▶ **WHAT IS NEEDED**:
When you print the records, keep every line identical to the original.

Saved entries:
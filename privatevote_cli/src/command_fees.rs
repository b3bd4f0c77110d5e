use crate::state::OpenLedger;
use privatevote::*;

pub fn command_set_fee(matches: &clap::ArgMatches, path: &str, now: Timestamp) {
    let caller = crate::account("set-fee", matches.value_of("from").unwrap_or_default());
    let fee = crate::ether("set-fee", matches.value_of("FEE").unwrap_or_default());

    let mut open = OpenLedger::open("set-fee", path, now);
    open.ledger
        .set_creation_fee(caller, fee)
        .unwrap_or_else(|e| crate::fail("set-fee", e));
    open.close("set-fee", path);

    println!("creation-fee: {} ETH", format_ether(fee));
}

pub fn command_withdraw(matches: &clap::ArgMatches, path: &str, now: Timestamp) {
    let caller = crate::account("withdraw", matches.value_of("from").unwrap_or_default());

    let mut open = OpenLedger::open("withdraw", path, now);
    let amount = open
        .ledger
        .withdraw_fees(caller)
        .unwrap_or_else(|e| crate::fail("withdraw", e));
    open.close("withdraw", path);

    println!("withdrawn: {} ETH to {}", format_ether(amount), caller);
}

▶ **TASK OUTPUT**:
filename privatevote_cli/src/command_fees.rs
repository b3bd4f0c77110d5e
use crate::state::OpenLedger;
use privatevote::*;

pub fn command_set_fee(matches: &clap::ArgMatches, path: &str, now: Timestamp) {
    let caller = crate::account("set-fee", matches.value_of("from").unwrap_or_default());
    let fee = crate::ether("set-fee", matches.value_of("FEE").unwrap_or_default());

    let mut open = OpenLedger::open("set-fee", path, now);
    open.ledger
        .set_creation_fee(caller, fee)
        .unwrap_or_else(|e| crate::fail("set-fee", e));
    open.close("set-fee", path);

    println!("creation-fee: {} ETH", format_ether(fee));
}

pub fn command_withdraw(matches: &clap::ArgMatches, path: &str, now: Timestamp) {
    let caller = crate::account("withdraw", matches.value_of("from").unwrap_or_default());

    let mut open = OpenLedger::open("withdraw", path, now);
    let amount = open
        .ledger
        .withdraw_fees(caller)
        .unwrap_or_else(|e| crate::fail("withdraw", e));
    open.close("withdraw", path);

    println!("withdrawn: {} ETH to {}", format_ether(amount), caller);
}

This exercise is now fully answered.